A retomada dos tributos federais
(PIS/Cofins e Cide) está prevista para março — no caso dos estaduais, isso
ainda não foi definido. Os preços de combustíveis balizam outros custos da
cadeia logística, o que acaba por disseminar a inflação.
A Tendências estima que a reoneração dos
combustíveis deve elevar o IPCA anual em 0,7 ponto percentual. Além disso, o
reajuste de 7% da gasolina às distribuidoras, em janeiro, vai impactar os
preços de combustíveis, com um repasse de pelo menos metade desse percentual ao
consumidor. Assim, a consultoria reviu suas projeções para o IPCA no fim deste
ano de 5% para 5,8%.
Outro nó é o reajuste do salário mínimo,
para R$ 1.320, em maio. Isso terá um efeito cascata nos preços de serviços.
— Grande parte dos trabalhadores
brasileiros no setor de serviços ganha salário mínimo, e isso afeta o custo das
empresas. Elas repassam uma parte desse custo para os preços do setor, que
segue muito aquecido pós-pandemia — explica José Márcio Camargo, professor da
PUC-Rio e economista-chefe da Genial Investimentos.
Luiza, da Tendências, diz que as projeções
para a inflação de serviços passaram de 5,7% para 6,1%, devido ao reajuste do
salário mínimo:
— Esperamos que a inflação de serviços
volte a acelerar mais para o meio do ano.
Outro ponto citado pelos economistas é o
risco de desancoragem das expectativas. Se os agentes econômicos avaliam que o
BC tem uma postura tolerante com relação aos preços, as expectativas de
inflação em horizontes mais longos se desancoram, e a autoridade monetária
perde credibilidade.
— O aumento das expectativas de inflação
alta dificultam o trabalho do Banco Central. Como o Banco Central parte para o
alívio (da taxa de juros) se ele vê que a sociedade está esperando ritmo de
crescimento de preços mais alto? Ele fica numa posição muito desconfortável —
explica José Júlio Senna, ex-diretor do BC e chefe do Centro de Estudos
Monetários do FGV/Ibre.
Essas expectativas do mercado são
compiladas pelo Boletim Focus, do BC. A autarquia combina essas estimativas com
modelos preditivos para projetar a inflação e, a partir daí, definir a Selic.

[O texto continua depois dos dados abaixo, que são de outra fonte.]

//! Per-browser session state.
//!
//! A session is created at login and identified by a random UUID cookie.
//! It carries everything the UI needs between requests: the open learning
//! path, the generated project, the last analyses, a one-shot flash message,
//! tiny wins and the experiment journal. Sessions idle longer than the
//! configured timeout are dropped on the next access.

use std::collections::HashMap;
use std::sync::Arc;
use std::time::Duration;

use axum::async_trait;
use axum::extract::FromRequestParts;
use axum::http::header::COOKIE;
use axum::http::request::Parts;
use axum::http::HeaderMap;
use axum::response::Redirect;
use chrono::{DateTime, Utc};
use curriculum::{
    AdaptationReport, CodeAnalysis, Curriculum, KarpathyMode, Module, ProjectScaffold,
};
use ingest::RepoAnalysis;
use tokio::sync::RwLock;
use tracing::{debug, info};
use uuid::Uuid;

use crate::journal::ExperimentJournal;
use crate::state::AppState;
use crate::wins::TinyWins;

pub const SESSION_COOKIE: &str = "copilot_session";

#[derive(Debug, Clone, Copy, PartialEq, Eq)]
pub enum FlashLevel {
    Success,
    Info,
    Error,
}

impl FlashLevel {
    /// CSS class for the banner.
    pub fn class(&self) -> &'static str {
        match self {
            FlashLevel::Success => "flash-success",
            FlashLevel::Info => "flash-info",
            FlashLevel::Error => "flash-error",
        }
    }
}

/// A message shown once on the next page render.
#[derive(Debug, Clone, PartialEq, Eq)]
pub struct Flash {
    pub level: FlashLevel,
    pub message: String,
}

#[derive(Debug, Clone)]
pub struct SessionContext {
    pub user_id: i64,
    pub username: String,
    pub current_path_id: Option<i64>,
    pub curriculum: Option<Curriculum>,
    pub current_module: Option<Module>,
    pub project: Option<ProjectScaffold>,
    pub repo_analysis: Option<RepoAnalysis>,
    pub code_analysis: Option<CodeAnalysis>,
    pub adaptation: Option<AdaptationReport>,
    pub explanation: Option<String>,
    pub mode: Option<KarpathyMode>,
    pub flash: Option<Flash>,
    pub wins: TinyWins,
    pub journal: ExperimentJournal,
    last_seen: DateTime<Utc>,
}

impl SessionContext {
    fn new(user_id: i64, username: &str, now: DateTime<Utc>) -> Self {
        Self {
            user_id,
            username: username.to_string(),
            current_path_id: None,
            curriculum: None,
            current_module: None,
            project: None,
            repo_analysis: None,
            code_analysis: None,
            adaptation: None,
            explanation: None,
            mode: None,
            flash: None,
            wins: TinyWins::default(),
            journal: ExperimentJournal::default(),
            last_seen: now,
        }
    }

    /// Switch to another learning path, dropping per-path state.
    pub fn open_path(&mut self, path_id: i64, curriculum: Curriculum) {
        if self.current_path_id != Some(path_id) {
            self.current_module = None;
            self.project = None;
            self.code_analysis = None;
            self.adaptation = None;
            self.explanation = None;
        }
        self.current_path_id = Some(path_id);
        self.curriculum = Some(curriculum);
    }

    /// Forget the open path (the "New Learning Path" action).
    pub fn close_path(&mut self) {
        self.current_path_id = None;
        self.curriculum = None;
        self.current_module = None;
        self.project = None;
        self.code_analysis = None;
        self.adaptation = None;
        self.explanation = None;
    }

    /// The cached curriculum, when it belongs to `path_id`.
    pub fn cached_curriculum(&self, path_id: i64) -> Option<&Curriculum> {
        match self.current_path_id {
            Some(id) if id == path_id => self.curriculum.as_ref(),
            _ => None,
        }
    }

    pub fn flash(&mut self, level: FlashLevel, message: impl Into<String>) {
        self.flash = Some(Flash {
            level,
            message: message.into(),
        });
    }

    pub fn take_flash(&mut self) -> Option<Flash> {
        self.flash.take()
    }

    fn is_expired(&self, now: DateTime<Utc>, idle_timeout: Duration) -> bool {
        (now - self.last_seen)
            .to_std()
            .map(|idle| idle >= idle_timeout)
            .unwrap_or(false)
    }
}

/// All live sessions, keyed by cookie id.
#[derive(Clone)]
pub struct SessionStore {
    sessions: Arc<RwLock<HashMap<Uuid, SessionContext>>>,
    idle_timeout: Duration,
}

impl SessionStore {
    pub fn new(idle_timeout: Duration) -> Self {
        Self {
            sessions: Arc::new(RwLock::new(HashMap::new())),
            idle_timeout,
        }
    }

    /// Start a session for a logged-in user.
    pub async fn create(&self, user_id: i64, username: &str) -> Uuid {
        let id = Uuid::new_v4();
        let now = Utc::now();

        let mut sessions = self.sessions.write().await;
        Self::prune(&mut sessions, now, self.idle_timeout);
        sessions.insert(id, SessionContext::new(user_id, username, now));

        info!(user_id, %username, "Session started");
        id
    }

    /// A copy of the session, refreshing its idle timer.
    pub async fn snapshot(&self, id: Uuid) -> Option<SessionContext> {
        self.update_at(id, Utc::now(), |ctx| ctx.clone()).await
    }

    /// Run `f` against the session, refreshing its idle timer.
    ///
    /// Returns `None` when the session does not exist or has expired.
    pub async fn update<T>(&self, id: Uuid, f: impl FnOnce(&mut SessionContext) -> T) -> Option<T> {
        self.update_at(id, Utc::now(), f).await
    }

    /// Set the flash message of a session.
    pub async fn flash(&self, id: Uuid, level: FlashLevel, message: impl Into<String>) {
        let message = message.into();
        self.update(id, |ctx| ctx.flash(level, message)).await;
    }

    pub(crate) async fn update_at<T>(
        &self,
        id: Uuid,
        now: DateTime<Utc>,
        f: impl FnOnce(&mut SessionContext) -> T,
    ) -> Option<T> {
        let mut sessions = self.sessions.write().await;
        Self::prune(&mut sessions, now, self.idle_timeout);

        let ctx = sessions.get_mut(&id)?;
        ctx.last_seen = now;
        Some(f(ctx))
    }

    /// End a session. Returns whether it existed.
    pub async fn destroy(&self, id: Uuid) -> bool {
        let removed = self.sessions.write().await.remove(&id);
        if let Some(ctx) = &removed {
            info!(user_id = ctx.user_id, "Session ended");
        }
        removed.is_some()
    }

    /// Number of live sessions.
    pub async fn len(&self) -> usize {
        self.sessions.read().await.len()
    }

    fn prune(
        sessions: &mut HashMap<Uuid, SessionContext>,
        now: DateTime<Utc>,
        idle_timeout: Duration,
    ) {
        let before = sessions.len();
        sessions.retain(|_, ctx| !ctx.is_expired(now, idle_timeout));
        let pruned = before - sessions.len();
        if pruned > 0 {
            debug!(pruned, "Dropped idle sessions");
        }
    }
}

/// Session id from the request's cookie header.
pub fn session_id(headers: &HeaderMap) -> Option<Uuid> {
    headers
        .get_all(COOKIE)
        .iter()
        .filter_map(|value| value.to_str().ok())
        .flat_map(|value| value.split(';'))
        .filter_map(|pair| pair.trim().split_once('='))
        .find(|(name, _)| *name == SESSION_COOKIE)
        .and_then(|(_, value)| Uuid::parse_str(value.trim()).ok())
}

/// `Set-Cookie` value for a new session.
pub fn session_cookie(id: Uuid) -> String {
    format!("{}={}; Path=/; HttpOnly; SameSite=Lax", SESSION_COOKIE, id)
}

/// `Set-Cookie` value that removes the session cookie.
pub fn expired_cookie() -> String {
    format!("{}=; Path=/; HttpOnly; SameSite=Lax; Max-Age=0", SESSION_COOKIE)
}

/// The caller's live session. Requests without one are sent to the login page.
pub struct CurrentSession {
    pub id: Uuid,
    pub context: SessionContext,
}

#[async_trait]
impl FromRequestParts<AppState> for CurrentSession {
    type Rejection = Redirect;

    async fn from_request_parts(
        parts: &mut Parts,
        state: &AppState,
    ) -> Result<Self, Self::Rejection> {
        let id = session_id(&parts.headers).ok_or_else(|| Redirect::to("/"))?;
        let context = state
            .sessions
            .snapshot(id)
            .await
            .ok_or_else(|| Redirect::to("/"))?;

        Ok(Self { id, context })
    }
}

#[cfg(test)]
mod tests {
    use super::*;
    use axum::http::HeaderValue;
    use chrono::Duration as TimeDelta;

    #[tokio::test]
    async fn test_create_and_update() {
        let store = SessionStore::new(Duration::from_secs(3600));
        let id = store.create(7, "ada").await;

        let ctx = store.snapshot(id).await.unwrap();
        assert_eq!(ctx.user_id, 7);
        assert_eq!(ctx.username, "ada");

        store.flash(id, FlashLevel::Success, "saved").await;
        let flash = store.update(id, |ctx| ctx.take_flash()).await.unwrap();
        assert_eq!(flash.unwrap().message, "saved");
        assert!(store.update(id, |ctx| ctx.take_flash()).await.unwrap().is_none());

        assert!(store.destroy(id).await);
        assert!(store.snapshot(id).await.is_none());
        assert!(!store.destroy(id).await);
    }

    #[tokio::test]
    async fn test_idle_sessions_expire() {
        let store = SessionStore::new(Duration::from_secs(60));
        let stale = store.create(1, "old").await;
        let fresh = store.create(2, "new").await;

        let now = Utc::now();
        // Keep `fresh` alive just before the deadline
        store.update_at(fresh, now + TimeDelta::seconds(50), |_| ()).await;

        let later = now + TimeDelta::seconds(90);
        assert!(store.update_at(stale, later, |_| ()).await.is_none());
        assert!(store.update_at(fresh, later, |_| ()).await.is_some());
        assert_eq!(store.len().await, 1);
    }

    #[test]
    fn test_open_path_resets_per_path_state() {
        let mut ctx = SessionContext::new(1, "ada", Utc::now());
        ctx.open_path(3, Curriculum::default());
        ctx.explanation = Some("x".into());
        ctx.project = Some(ProjectScaffold::default());

        // Reopening the same path keeps state
        ctx.open_path(3, Curriculum::default());
        assert!(ctx.project.is_some());
        assert!(ctx.cached_curriculum(3).is_some());
        assert!(ctx.cached_curriculum(4).is_none());

        ctx.open_path(4, Curriculum::default());
        assert!(ctx.project.is_none());
        assert!(ctx.explanation.is_none());

        ctx.close_path();
        assert!(ctx.current_path_id.is_none());
        assert!(ctx.curriculum.is_none());
    }

    #[test]
    fn test_cookie_parsing() {
        let id = Uuid::new_v4();
        let mut headers = HeaderMap::new();
        headers.insert(
            COOKIE,
            HeaderValue::from_str(&format!("theme=dark; {}={}; other=1", SESSION_COOKIE, id))
                .unwrap(),
        );
        assert_eq!(session_id(&headers), Some(id));

        let mut bad = HeaderMap::new();
        bad.insert(COOKIE, HeaderValue::from_static("copilot_session=not-a-uuid"));
        assert_eq!(session_id(&bad), None);
        assert_eq!(session_id(&HeaderMap::new()), None);

        assert!(session_cookie(id).starts_with(&format!("copilot_session={};", id)));
        assert!(expired_cookie().contains("Max-Age=0"));
    }
}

Por isso, a projeção futura da inflação é fundamental para a definição da taxa
básica de juros.
O Focus, divulgado semanalmente, concentra
cerca de 130 agentes, incluindo bancos, gestores de recursos e outras
instituições, como corretoras e consultorias. No último levantamento, a projeção
para o IPCA no fim deste ano foi de 5,79%, na nona alta consecutiva.
Ao longo dos últimos 12 meses, a projeção
para o IPCA neste ano e nos próximos vem piorando.
‘Bolha do mercado’
Tony Volpon, ex-diretor do BC, vê
dificuldades para a melhoria das expectativas de mercado e uma consequente
redução dos juros. Ele avalia que há forte dependência das projeções do Focus
nas decisões do BC sobre juros e ressalta a mensuração de mercado é restrita
aos centros financeiros, com visão “enviesada”:
— Não devemos menosprezar expectativas, mas
temos uma mensuração muito limitada do que é expectativa. Sabemos que existe um
viés político dentro dessa comunidade. E, por ser muito pequena, concentrada
geograficamente em um bairro em São Paulo (Faria Lima) e Rio de Janeiro
(Leblon), há contaminação de visão. É uma bolha do mercado financeiro.
Para Volpon, as projeções continuarão
ruins. Contribuem para isso os ruídos sobre o arcabouço fiscal do novo governo
— prometido para março — e o debate politizado sobre as metas de inflação.
— Haverá divergência entre o que o governo
vai achar que é progresso (no campo fiscal) e já deveria levar a um corte de
juros, e o que o mercado, via Focus, vai achar que é progresso. E essas
expectativas serão alimentadas no BC em seus modelos para modelagem da taxa de
juros — afirma Volpon.
Alexandre Schwartsman, também ex-diretor do
BC, ressalta que a autarquia tem de olhar para a frente na hora de definir a
Selic, não para o nível atual dos preços:
— A inflação corrente só é relevante se ela traz algumas informações sobre a inflação futura.